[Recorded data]
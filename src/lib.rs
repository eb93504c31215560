#![doc = include_str!("../README.md")]

// Public modules (stable-ish surface)
pub mod config;
pub mod diagnostics;
pub mod image;
pub mod segmenter;
pub mod types;

// Core search machinery – public for callers that bring their own seeds.
pub mod cost;
pub mod distance;
pub mod eval;
pub mod grid;
pub mod planner;
pub mod project;
pub mod seeds;

// --- High-level re-exports -------------------------------------------------

// Main entry points: segmenter + results.
pub use crate::segmenter::{LineSegmenter, PageSegmentation, SegmentError, SegmenterParams};

// Search-level API for callers that drive the planner directly.
pub use crate::cost::Dataset;
pub use crate::planner::{plan, PlanError, PlanParams, PlannedBoundary};
pub use crate::project::{project_one, project_two, BoundaryRole, ProjectError};
pub use crate::types::Node;

// --- Prelude ---------------------------------------------------------------

/// Small prelude for quick experiments.
///
/// ```
/// use linesegm::prelude::*;
///
/// # fn main() {
/// let mut page = GrayU8::filled(64, 64, 255);
/// for col in 0..64 {
///     page.set(20, col, 0);
///     page.set(44, col, 0);
/// }
///
/// let segmenter = LineSegmenter::new(SegmenterParams::default());
/// let result = segmenter.segment_page(&page).unwrap();
/// println!("lines={} total_ms={:.3}", result.lines.len(), result.report.total_ms);
/// # }
/// ```
pub mod prelude {
    pub use crate::cost::Dataset;
    pub use crate::image::GrayU8;
    pub use crate::types::Node;
    pub use crate::{LineSegmenter, PageSegmentation, SegmenterParams};
}
//! A looping fade-out/fade-in mask: two opacity animations chained in one sequence that
//! restarts every 20 seconds.

use orrery::animations::{Animation, Sequence, Sequencer};
use orrery::clock::TickRate;
use orrery::scene::Node;

fn main() {
    let rate = TickRate::default();

    let mask = Node::rect(800.0, 600.0).with_fill_style("black");

    let sequence = Sequence::default().set_label("breathing mask");
    sequence
        .add_animation(Animation::opacity(&mask, 0.0, 10001.0, 1.0, 0.0).unwrap())
        .unwrap();
    sequence
        .add_animation(Animation::opacity(&mask, 10000.0, 10000.0, 0.0, 1.0).unwrap())
        .unwrap();
    sequence.loop_at(20000.0);

    let sequencer = Sequencer::default();
    sequencer.add(&sequence);
    sequencer.start();

    // Simulate 25 seconds: the sequence loops back past the 20s mark.
    for _ in 0..(60 * 25) {
        sequencer.update(rate.interval());
    }

    println!("mask alpha after 25s: {:.2}", mask.get_alpha());
    println!("{}", sequencer);
}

* [Your assignment]: Read through the records above and copy the lines that contain "seeds".

* [Output for this task]:
// Core search machinery – public for callers that bring their own seeds.
pub mod seeds;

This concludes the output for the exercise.